### WORK INSTRUCTION
Nothing but a number belongs in the answer: the count of lines below that contain the word "Output".

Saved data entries
════
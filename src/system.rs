use sysinfo::System;

use crate::bytesize::ByteSize;

/// Static facts about the host, read once at startup.
#[derive(Debug, Clone, Copy)]
pub struct SystemFacts {
    pub cpu_threads: usize,
    pub total_memory: ByteSize,
    pub available_memory: ByteSize,
}

impl SystemFacts {
    pub fn probe() -> Self {
        let cpu_threads = std::thread::available_parallelism()
            .map(|n| n.get())
            .unwrap_or(1);

        let mut sys = System::new();
        sys.refresh_memory();

        Self {
            cpu_threads,
            total_memory: ByteSize::from_u64(sys.total_memory()),
            available_memory: ByteSize::from_u64(sys.available_memory()),
        }
    }
}

/// How many plots fit in both the CPU and the memory budget at once.
///
/// `limit` can only lower the result. Computed once per run; it does not
/// follow later changes in load.
pub fn max_concurrency(
    cpu_threads: usize,
    threads_per_job: usize,
    memory_budget: ByteSize,
    memory_per_job: ByteSize,
    limit: Option<usize>,
) -> usize {
    if threads_per_job == 0 || memory_per_job.bytes() <= 0 {
        return 0;
    }
    let by_cpu = cpu_threads / threads_per_job;
    let by_memory = usize::try_from(memory_budget / memory_per_job).unwrap_or(0);
    let budget = by_cpu.min(by_memory);
    match limit {
        Some(limit) => budget.min(limit),
        None => budget,
    }
}
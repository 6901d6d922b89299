//! Best-effort notifications about plot starts, completions and failures.
//!
//! Callers hand messages to a [`NotifyQueue`], which never blocks and never
//! reports delivery errors back. A single dispatcher task delivers them in
//! order through a [`Notifier`] and logs anything that goes wrong.

use std::sync::Arc;

use async_trait::async_trait;
use lettre::message::header::ContentType;
use lettre::message::Mailbox;
use lettre::transport::smtp::authentication::Credentials;
use lettre::{AsyncSmtpTransport, AsyncTransport, Message as MailMessage, Tokio1Executor};
use thiserror::Error;
use tokio::sync::{mpsc, oneshot};

use crate::config::MailConfig;

const QUEUE_CAPACITY: usize = 64;

/// Port on which the relay expects TLS from the first byte.
const IMPLICIT_TLS_PORT: u16 = 465;

#[derive(Debug, Clone, PartialEq, Eq)]
pub struct Notification {
    pub subject: String,
    pub body: String,
}

#[derive(Error, Debug)]
pub enum NotifyError {
    #[error("Invalid mail address: {0}")]
    Address(#[from] lettre::address::AddressError),

    #[error("Failed to build mail: {0}")]
    Message(#[from] lettre::error::Error),

    #[error("SMTP delivery failed: {0}")]
    Smtp(#[from] lettre::transport::smtp::Error),
}

#[async_trait]
pub trait Notifier: Send + Sync {
    async fn notify(&self, notification: &Notification) -> Result<(), NotifyError>;
}

/// Writes notifications to the log only.
#[derive(Debug, Clone, Copy, Default)]
pub struct LogNotifier;

#[async_trait]
impl Notifier for LogNotifier {
    async fn notify(&self, notification: &Notification) -> Result<(), NotifyError> {
        tracing::info!(subject = %notification.subject, "{}", notification.body);
        Ok(())
    }
}

/// Mails notifications through an SMTP relay.
pub struct SmtpNotifier {
    from: Mailbox,
    to: Vec<Mailbox>,
    transport: AsyncSmtpTransport<Tokio1Executor>,
}

impl std::fmt::Debug for SmtpNotifier {
    fn fmt(&self, f: &mut std::fmt::Formatter<'_>) -> std::fmt::Result {
        f.debug_struct("SmtpNotifier")
            .field("from", &self.from)
            .field("to", &self.to)
            .finish_non_exhaustive()
    }
}

impl SmtpNotifier {
    /// Parses every address up front so a bad config fails at startup
    /// rather than on the first plot.
    pub fn new(config: &MailConfig) -> Result<Self, NotifyError> {
        let from: Mailbox = config.from.parse()?;
        let to = config
            .to
            .iter()
            .map(|addr| addr.parse::<Mailbox>())
            .collect::<Result<Vec<_>, _>>()?;

        let relay = if config.port == IMPLICIT_TLS_PORT {
            AsyncSmtpTransport::<Tokio1Executor>::relay(&config.host)?
        } else {
            AsyncSmtpTransport::<Tokio1Executor>::starttls_relay(&config.host)?
        };
        let mut relay = relay.port(config.port);
        if let Some(user) = &config.user {
            relay = relay.credentials(Credentials::new(
                user.clone(),
                config.password.clone().unwrap_or_default(),
            ));
        }

        Ok(Self {
            from,
            to,
            transport: relay.build(),
        })
    }

    fn message(&self, notification: &Notification) -> Result<MailMessage, NotifyError> {
        let mut builder = MailMessage::builder()
            .from(self.from.clone())
            .subject(notification.subject.as_str())
            .header(ContentType::TEXT_PLAIN);
        for to in &self.to {
            builder = builder.to(to.clone());
        }
        Ok(builder.body(notification.body.clone())?)
    }
}

#[async_trait]
impl Notifier for SmtpNotifier {
    async fn notify(&self, notification: &Notification) -> Result<(), NotifyError> {
        let message = self.message(notification)?;
        self.transport.send(message).await?;
        Ok(())
    }
}

enum Message {
    Deliver(Notification),
    Flush(oneshot::Sender<()>),
}

/// Handle for posting notifications without waiting on delivery.
#[derive(Clone)]
pub struct NotifyQueue {
    tx: mpsc::Sender<Message>,
}

impl std::fmt::Debug for NotifyQueue {
    fn fmt(&self, f: &mut std::fmt::Formatter<'_>) -> std::fmt::Result {
        f.debug_struct("NotifyQueue").finish_non_exhaustive()
    }
}

impl NotifyQueue {
    /// Spawn the dispatcher task. It stops once every handle is dropped.
    pub fn start(notifier: Arc<dyn Notifier>) -> Self {
        let (tx, mut rx) = mpsc::channel(QUEUE_CAPACITY);

        tokio::spawn(async move {
            while let Some(message) = rx.recv().await {
                match message {
                    Message::Deliver(notification) => {
                        if let Err(e) = notifier.notify(&notification).await {
                            tracing::warn!(
                                subject = %notification.subject,
                                error = %e,
                                "Failed sending notification"
                            );
                        }
                    }
                    Message::Flush(ack) => {
                        let _ = ack.send(());
                    }
                }
            }
        });

        Self { tx }
    }

    /// Queue a notification. Dropped with a warning if the queue is full.
    pub fn post(&self, subject: impl Into<String>, body: impl Into<String>) {
        let notification = Notification {
            subject: subject.into(),
            body: body.into(),
        };
        if let Err(e) = self.tx.try_send(Message::Deliver(notification)) {
            let dropped = match e {
                mpsc::error::TrySendError::Full(Message::Deliver(n))
                | mpsc::error::TrySendError::Closed(Message::Deliver(n)) => n.subject,
                _ => String::new(),
            };
            tracing::warn!(subject = %dropped, "Notification queue unavailable, dropping message");
        }
    }

    /// Wait until everything posted before this call has been handled.
    pub async fn flush(&self) {
        let (ack_tx, ack_rx) = oneshot::channel();
        if self.tx.send(Message::Flush(ack_tx)).await.is_ok() {
            let _ = ack_rx.await;
        }
    }
}
use std::future::Future;
use std::pin::Pin;
use std::process::{ExitStatus, Stdio};

use nix::sys::signal::{self, Signal};
use nix::unistd::Pid;
use tokio::process::Command;

use crate::worker::command::PlotCommand;

/// Resolves once the process has exited and been reaped.
pub type ExitFuture = Pin<Box<dyn Future<Output = std::io::Result<ExitStatus>> + Send>>;

/// Ask a running process to stop.
pub trait ProcessHandle: Send + Sync {
    fn terminate(&self) -> std::io::Result<()>;
}

/// A started process split into the part that waits for it and the part
/// that can signal it, so the two can live in different tasks.
pub struct SpawnedProcess {
    pub pid: Option<u32>,
    pub exit: ExitFuture,
    pub handle: Box<dyn ProcessHandle>,
}

impl std::fmt::Debug for SpawnedProcess {
    fn fmt(&self, f: &mut std::fmt::Formatter<'_>) -> std::fmt::Result {
        f.debug_struct("SpawnedProcess")
            .field("pid", &self.pid)
            .finish_non_exhaustive()
    }
}

pub trait Spawner: Send + Sync {
    fn spawn(&self, command: &PlotCommand) -> std::io::Result<SpawnedProcess>;
}

/// Runs plot commands as real child processes.
///
/// Output is discarded; chia keeps its own logs.
#[derive(Debug, Clone, Copy, Default)]
pub struct ProcessSpawner;

impl Spawner for ProcessSpawner {
    fn spawn(&self, command: &PlotCommand) -> std::io::Result<SpawnedProcess> {
        let mut child = Command::new(&command.program)
            .args(&command.args)
            .stdin(Stdio::null())
            .stdout(Stdio::null())
            .stderr(Stdio::null())
            .kill_on_drop(false)
            .spawn()?;

        let pid = child.id();
        tracing::debug!(pid = ?pid, command = %command, "Spawned process");

        Ok(SpawnedProcess {
            pid,
            exit: Box::pin(async move { child.wait().await }),
            handle: Box::new(SignalHandle { pid }),
        })
    }
}

/// Sends SIGTERM by pid.
#[derive(Debug, Clone, Copy)]
pub struct SignalHandle {
    pid: Option<u32>,
}

impl ProcessHandle for SignalHandle {
    fn terminate(&self) -> std::io::Result<()> {
        let pid = self.pid.ok_or_else(|| {
            std::io::Error::new(std::io::ErrorKind::NotFound, "process has no pid")
        })?;
        let raw = i32::try_from(pid).map_err(|_| {
            std::io::Error::new(std::io::ErrorKind::InvalidInput, "pid out of range")
        })?;
        signal::kill(Pid::from_raw(raw), Signal::SIGTERM)?;
        Ok(())
    }
}

/// Human readable description of how a process ended.
pub fn describe_exit(status: &ExitStatus) -> String {
    use std::os::unix::process::ExitStatusExt;

    match (status.code(), status.signal()) {
        (Some(code), _) => format!("exit code {}", code),
        (None, Some(sig)) => match Signal::try_from(sig) {
            Ok(s) => format!("killed by {}", s),
            Err(_) => format!("killed by signal {}", sig),
        },
        (None, None) => "unknown exit status".to_string(),
    }
}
════
### RESPONSE
2